Recipes for Shabbat

Crock Pot Recipes

By Eileen Goltz

This is the time of year when I grab my trusty crock pot and head for the "what can I make for dinner that takes NO effort" recipe file. I know that I can throw in a few ingredients, turn it on, leave the house all day, and come home to a kitchen filled with incredible smells, grab a loaf of bread, toss together a salad I have can have a complete hot dinner under the stars with little or no effort.

Since we all tend to eat a little more red meat than we usually do during the holidays I thought that I would share some of my favorite chicken and turkey crock pot recipes and save the beef ones for another column.

There are some tips for cooking chicken and turkey in the crock pot:


You'll find that many crock pot recipes that cook for 8-10 hours will call for chicken thighs or legs. Chicken breast meat can become mushy and soft when cooked for longer than 6 hours on low. Using boneless chicken thighs will not only solve this problem, but this cut of meat is cheaper than chicken breasts and has a richer flavor. However, if your family prefers white meat, just make sure to cook for a shorter period of time and everything should turn out perfectly. Vegetables in these recipes should go into the bottom of the crock pot, with the meat on top. This arrangement will also help prevent the chicken from overcooking. If you choose to leave the skin on your chicken, brown it first in a skillet in olive oil to help improve the appearance of the finished dish.

You can make any of these recipes in a covered roasting pan in the oven. Preheat the oven to 300 and place all the ingredients in the pan in the order suggested in the recipe. Cover and cook for the same amount of time suggested in the recipe.
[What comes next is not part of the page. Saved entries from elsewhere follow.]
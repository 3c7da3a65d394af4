//! Structural integrity checks over a parsed document.
//!
//! Three independent checks run over every element: id uniqueness, parent
//! references, and placement against the artboard. Findings are returned as
//! data and never repaired.

use std::collections::HashSet;

use indexmap::IndexMap;
use log::debug;
use serde::Serialize;

use stencil_core::{
    element::Document,
    geometry::{Bounds, Size},
};

/// The combined result of every integrity check.
#[derive(Debug, Clone, Serialize)]
#[serde(rename_all = "camelCase")]
pub struct IntegrityReport {
    pub id_check: IdCheck,
    pub hierarchy_check: HierarchyCheck,
    pub bounds_check: BoundsCheck,
}

#[derive(Debug, Clone, Serialize)]
#[serde(rename_all = "camelCase")]
pub struct IdCheck {
    pub unique: bool,
    pub total_ids: usize,
    pub duplicates: Vec<DuplicateId>,
}

/// An id carried by more than one element.
///
/// `indices` are positions in document order.
#[derive(Debug, Clone, PartialEq, Eq, Serialize)]
pub struct DuplicateId {
    pub id: String,
    pub indices: Vec<usize>,
}

#[derive(Debug, Clone, Serialize)]
#[serde(rename_all = "camelCase")]
pub struct HierarchyCheck {
    pub valid: bool,
    pub issues: Vec<HierarchyIssue>,
}

#[derive(Debug, Clone, PartialEq, Eq, Serialize)]
#[serde(rename_all = "camelCase")]
pub struct HierarchyIssue {
    pub element_id: String,
    pub issue: String,
}

/// Element ids grouped by how much of each element lies on the artboard.
#[derive(Debug, Clone, Serialize)]
#[serde(rename_all = "camelCase")]
pub struct BoundsCheck {
    pub out_of_bounds: Vec<String>,
    pub partially_visible: Vec<String>,
    pub fully_visible: Vec<String>,
    pub artboard_size: Size,
}

/// Where an element sits relative to the artboard and its margin.
#[derive(Debug, Clone, Copy, PartialEq, Eq)]
pub enum Visibility {
    Full,
    Partial,
    Outside,
}

/// Classifies `bounds` against the artboard grown by `margin`.
///
/// Touching the edge of the band still counts as visible.
///
/// # Examples
///
/// ```
/// # use stencil::integrity::{visibility, Visibility};
/// # use stencil_core::geometry::{Bounds, Size};
/// let artboard = Size::new(100.0, 100.0);
/// let inside = Bounds::from_edges(10.0, 10.0, 50.0, 50.0);
/// let straddling = Bounds::from_edges(80.0, 10.0, 150.0, 50.0);
/// let outside = Bounds::from_edges(200.0, 10.0, 250.0, 50.0);
///
/// assert_eq!(visibility(inside, artboard, 10.0), Visibility::Full);
/// assert_eq!(visibility(straddling, artboard, 10.0), Visibility::Partial);
/// assert_eq!(visibility(outside, artboard, 10.0), Visibility::Outside);
/// ```
pub fn visibility(bounds: Bounds, artboard: Size, margin: f32) -> Visibility {
    let band = Bounds::from_edges(0.0, 0.0, artboard.width(), artboard.height()).expand(margin);
    if bounds.is_disjoint(band) {
        Visibility::Outside
    } else if bounds.is_within(band) {
        Visibility::Full
    } else {
        Visibility::Partial
    }
}

/// Runs every check over the document.
pub fn check(document: &Document, margin: f32) -> IntegrityReport {
    let report = IntegrityReport {
        id_check: check_ids(document),
        hierarchy_check: check_hierarchy(document),
        bounds_check: check_bounds(document, margin),
    };
    debug!(
        duplicates = report.id_check.duplicates.len(),
        hierarchy_issues = report.hierarchy_check.issues.len(),
        out_of_bounds = report.bounds_check.out_of_bounds.len();
        "Integrity checked"
    );
    report
}

fn check_ids(document: &Document) -> IdCheck {
    let mut seen: IndexMap<&str, Vec<usize>> = IndexMap::new();
    let mut total_ids = 0;
    for (index, element) in document.elements().enumerate() {
        seen.entry(element.id()).or_default().push(index);
        total_ids += 1;
    }

    let duplicates: Vec<DuplicateId> = seen
        .into_iter()
        .filter(|(_, indices)| indices.len() > 1)
        .map(|(id, indices)| DuplicateId {
            id: id.to_string(),
            indices,
        })
        .collect();

    IdCheck {
        unique: duplicates.is_empty(),
        total_ids,
        duplicates,
    }
}

fn check_hierarchy(document: &Document) -> HierarchyCheck {
    let ids: HashSet<&str> = document.elements().map(|element| element.id()).collect();
    let issues: Vec<HierarchyIssue> = document
        .elements()
        .filter_map(|element| {
            let parent = element.parent_id()?;
            if parent == element.id() {
                Some(HierarchyIssue {
                    element_id: element.id().to_string(),
                    issue: "element is its own parent".to_string(),
                })
            } else if !ids.contains(parent) {
                Some(HierarchyIssue {
                    element_id: element.id().to_string(),
                    issue: format!("parent `{parent}` does not exist"),
                })
            } else {
                None
            }
        })
        .collect();

    HierarchyCheck {
        valid: issues.is_empty(),
        issues,
    }
}

fn check_bounds(document: &Document, margin: f32) -> BoundsCheck {
    let artboard_size = document.artboard_size();
    let mut check = BoundsCheck {
        out_of_bounds: Vec::new(),
        partially_visible: Vec::new(),
        fully_visible: Vec::new(),
        artboard_size,
    };
    for element in document.elements() {
        let bucket = match visibility(element.bounds(), artboard_size, margin) {
            Visibility::Full => &mut check.fully_visible,
            Visibility::Partial => &mut check.partially_visible,
            Visibility::Outside => &mut check.out_of_bounds,
        };
        bucket.push(element.id().to_string());
    }
    check
}

#[cfg(test)]
mod tests {
    use stencil_core::element::{Element, ElementKind, ElementPath, Layer};

    use super::*;

    fn text(id: &str, bounds: Bounds, index: usize) -> Element {
        Element::new(id, ElementKind::Text, bounds, ElementPath::root(0).child(index))
    }

    fn document(elements: Vec<Element>) -> Document {
        Document::new(
            "test",
            Size::new(100.0, 100.0),
            vec![Layer::new("Layer 1", elements)],
        )
    }

    fn square(x: f32, y: f32) -> Bounds {
        Bounds::from_edges(x, y, x + 10.0, y + 10.0)
    }

    #[test]
    fn test_duplicate_ids_are_reported_with_indices() {
        let doc = document(vec![
            text("a", square(0.0, 0.0), 0),
            text("b", square(0.0, 0.0), 1),
            text("a", square(0.0, 0.0), 2),
        ]);
        let ids = check(&doc, 10.0).id_check;

        assert!(!ids.unique);
        assert_eq!(ids.total_ids, 3);
        assert_eq!(
            ids.duplicates,
            vec![DuplicateId {
                id: "a".to_string(),
                indices: vec![0, 2],
            }]
        );
    }

    #[test]
    fn test_missing_parent_is_reported() {
        let doc = document(vec![
            text("a", square(0.0, 0.0), 0).with_parent_id(Some("ghost".to_string())),
            text("b", square(0.0, 0.0), 1),
        ]);
        let hierarchy = check(&doc, 10.0).hierarchy_check;

        assert!(!hierarchy.valid);
        assert_eq!(hierarchy.issues.len(), 1);
        assert_eq!(hierarchy.issues[0].element_id, "a");
        assert!(hierarchy.issues[0].issue.contains("ghost"));
    }

    #[test]
    fn test_nested_parents_are_valid() {
        let child = text("child", square(5.0, 5.0), 0).with_parent_id(Some("group".to_string()));
        let group = Element::new(
            "group",
            ElementKind::Group,
            square(0.0, 0.0),
            ElementPath::root(0).child(0),
        )
        .with_children(vec![child]);
        let hierarchy = check(&document(vec![group]), 10.0).hierarchy_check;
        assert!(hierarchy.valid);
    }

    #[test]
    fn test_bounds_buckets() {
        let doc = document(vec![
            text("inside", square(10.0, 10.0), 0),
            text("in_margin", square(-8.0, 95.0), 1),
            text("crossing", square(105.0, 50.0), 2),
            text("outside", square(150.0, 50.0), 3),
            text("above", square(20.0, -40.0), 4),
        ]);
        let bounds = check(&doc, 10.0).bounds_check;

        assert_eq!(bounds.fully_visible, vec!["inside", "in_margin"]);
        assert_eq!(bounds.partially_visible, vec!["crossing"]);
        assert_eq!(bounds.out_of_bounds, vec!["outside", "above"]);
        assert_eq!(bounds.artboard_size, Size::new(100.0, 100.0));
    }
}
//! # Stencil Parser
//!
//! Parser for structure files produced by a design-document extractor. This
//! crate turns the extractor's JSON into a [`Document`] with canonical
//! geometry, structural paths, stable ids and parent links.
//!
//! ## Usage
//!
//! ```
//! # use stencil_parser::{parse, ParseConfig, ParseError};
//! fn main() -> Result<(), ParseError> {
//!     let source = r#"{
//!         "document": { "name": "invite", "width": 800, "height": 600 },
//!         "layers": [{
//!             "name": "Layer 1",
//!             "elements": [{
//!                 "type": "text",
//!                 "content": "Hello",
//!                 "bounds": { "left": 10, "top": 10, "width": 100, "height": 20 }
//!             }]
//!         }]
//!     }"#;
//!
//!     let parsed = parse(source, ParseConfig::default())?;
//!     assert_eq!(parsed.document.element_count(), 1);
//!     assert!(parsed.diagnostics.is_empty());
//!     Ok(())
//! }
//! ```

mod element;
pub mod error;
mod header;
mod tree;

use log::{debug, info, trace, warn};
use serde_json::Value;

use stencil_core::{
    element::Document,
    identity::{IdMode, IdReassign, IdentityGenerator},
};

pub use error::{Diagnostic, ErrorCode, ParseError, Severity};

use error::DiagnosticCollector;

/// Options controlling id assignment during parsing.
#[derive(Debug, Clone, Copy, Default, PartialEq, Eq)]
pub struct ParseConfig {
    /// Strategy for generated ids.
    pub id_mode: IdMode,
    /// Whether extractor-supplied ids are kept.
    pub reassign: IdReassign,
}

impl ParseConfig {
    pub fn new(id_mode: IdMode, reassign: IdReassign) -> Self {
        Self { id_mode, reassign }
    }
}

/// A parsed document together with every non-fatal finding.
#[derive(Debug)]
pub struct Parsed {
    pub document: Document,
    pub diagnostics: Vec<Diagnostic>,
}

impl Parsed {
    /// Number of error-severity diagnostics.
    pub fn error_count(&self) -> usize {
        self.diagnostics
            .iter()
            .filter(|d| d.severity().is_error())
            .count()
    }

    /// Number of warning-severity diagnostics.
    pub fn warning_count(&self) -> usize {
        self.diagnostics
            .iter()
            .filter(|d| d.severity().is_warning())
            .count()
    }
}

/// Parse a structure file into a [`Document`].
///
/// The pipeline runs in three steps:
///
/// 1. **Decode** - Read the JSON and the document header
/// 2. **Collect** - Read layer trees and link the flat element list
/// 3. **Finalize** - Assign structural paths, ids and parent ids
///
/// Only an undecodable file ([`ErrorCode::E001`]) or an unusable root
/// ([`ErrorCode::E002`]) fail the parse. Malformed elements are skipped or
/// repaired and reported in [`Parsed::diagnostics`].
pub fn parse(source: &str, config: ParseConfig) -> Result<Parsed, ParseError> {
    info!("Parsing structure file");

    // Step 1: Decode
    let root: Value = serde_json::from_str(source).map_err(|err| {
        let diagnostic = Diagnostic::error(format!("structure file is not valid JSON: {err}"))
            .with_code(ErrorCode::E001)
            .with_help("the extractor output must be a single JSON object");
        match byte_offset(source, err.line(), err.column()) {
            Some(offset) => diagnostic.with_offset(offset),
            None => diagnostic,
        }
    })?;
    let root = root.as_object().ok_or_else(|| {
        Diagnostic::error("document root must be an object")
            .with_code(ErrorCode::E002)
            .with_location("$")
    })?;
    if !root.contains_key("layers") && !root.contains_key("elements") {
        return Err(Diagnostic::error("document has neither `layers` nor `elements`")
            .with_code(ErrorCode::E002)
            .with_location("$")
            .with_help("add a `layers` array of layer objects or a flat `elements` array")
            .into());
    }

    let mut collector = DiagnosticCollector::new();
    let header = header::read_header(root);
    trace!(header:?; "Document header");

    // Step 2: Collect
    let layers = tree::collect_layers(root, &header, &mut collector);

    let artboard_size = match header.artboard_size() {
        Some(size) => size,
        None => {
            let size = tree::extent(&layers);
            collector.emit(
                Diagnostic::warning("document declares no artboard size")
                    .with_code(ErrorCode::E003)
                    .with_location("document")
                    .with_help(format!(
                        "using the element extent {}x{}",
                        size.width(),
                        size.height()
                    )),
            );
            size
        }
    };

    // Step 3: Finalize
    let mut generator = IdentityGenerator::new(config.id_mode);
    let layers = tree::finalize(layers, config.reassign, &mut generator);
    let document = Document::new(header.name(), artboard_size, layers);

    if collector.has_errors() {
        warn!("Malformed elements were skipped; see diagnostics");
    }

    let diagnostics = collector.finish();
    debug!(
        elements = document.element_count(),
        diagnostics = diagnostics.len();
        "Structure parsed"
    );

    Ok(Parsed {
        document,
        diagnostics,
    })
}

/// Converts a 1-based line and column into a byte offset within `source`.
fn byte_offset(source: &str, line: usize, column: usize) -> Option<usize> {
    if line == 0 {
        return None;
    }
    let line_start: usize = source
        .split_inclusive('\n')
        .take(line - 1)
        .map(str::len)
        .sum();
    Some((line_start + column.saturating_sub(1)).min(source.len()))
}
CROCK POT GARLIC AND BROWN SUGAR CHICKEN (meat)

1/2 cup diced onions
1 to 1 1/2 lbs. chicken pieces
1 cup packed brown sugar
2/3 cup vinegar
1/4 cup 7up or other lemon lime soda
2-3 tablespoons minced garlic
1 green bell pepper, cut into strips
2 tablespoons soy sauce
1 teaspoon. pepper
 

Place the chicken and onion in the crock pot. In a bowl combine the brown sugar, vinegar, 7up, garlic, pepper, soy sauce, and pepper. Mix to combine and pour the sauce over the chicken. Cook on low for 6-8 hours. Serve over rice or noodles. Makes 4 to 6 servings. This recipe can be doubled.

SWEET AND SASSY CHICKEN (meat)

1 lb. skinless, boneless chicken breasts cut into 1" pieces
1 small pkg. baby carrots
1 onion, chopped
1 1/2 cup chicken broth
2 tablespoons finely chopped ginger root
1 jar sweet and sour stir fry sauce (1 cup)
1 8-oz. can pineapple tidbits, drained, juice reserved
1 tablespoon cornstarch
1 red bell pepper, chopped
1 green bell pepper, chopped

Combine the chicken, carrots, onion, chicken broth, ginger, and sweet and sour sauce in the crock pot. Cover and cook on LOW for 7 to 8 hours until vegetables are tender and chicken is thoroughly cooked. About 1/ 2 before you're ready to serve the chicken combine the reserved pineapple juice with cornstarch in a small bowl and mix until smooth. Stir this mixture into the chicken mixture in crock pot, mixing well. Stir in pineapple and bell peppers. Cover and cook on HIGH 20-30 minutes until slightly thickened and heated through. Serves 4 to 6. This recipe can be doubled.

PEANUT CHICKEN (meat)

10 to 12 boneless, skinless chicken thighs
1 1/2 cup chunky salsa
2/3 cup peanut butter
3 to 4 tablespoons lemon juice
2 tablespoons soy sauce
1 tablespoon finely minced gingerroot
1 cup chopped peanuts
lime slices for garnish

In 3 to 5 quart crock pot, mix together everything but the chicken. Add chicken and stir to coat the pieces. Cover and cook on LOW for 8-9 hours or until chicken is thoroughly cooked and no longer pink in center. Sprinkle with chopped peanuts and serve with hot cooked rice and slices of lime. 4 servings.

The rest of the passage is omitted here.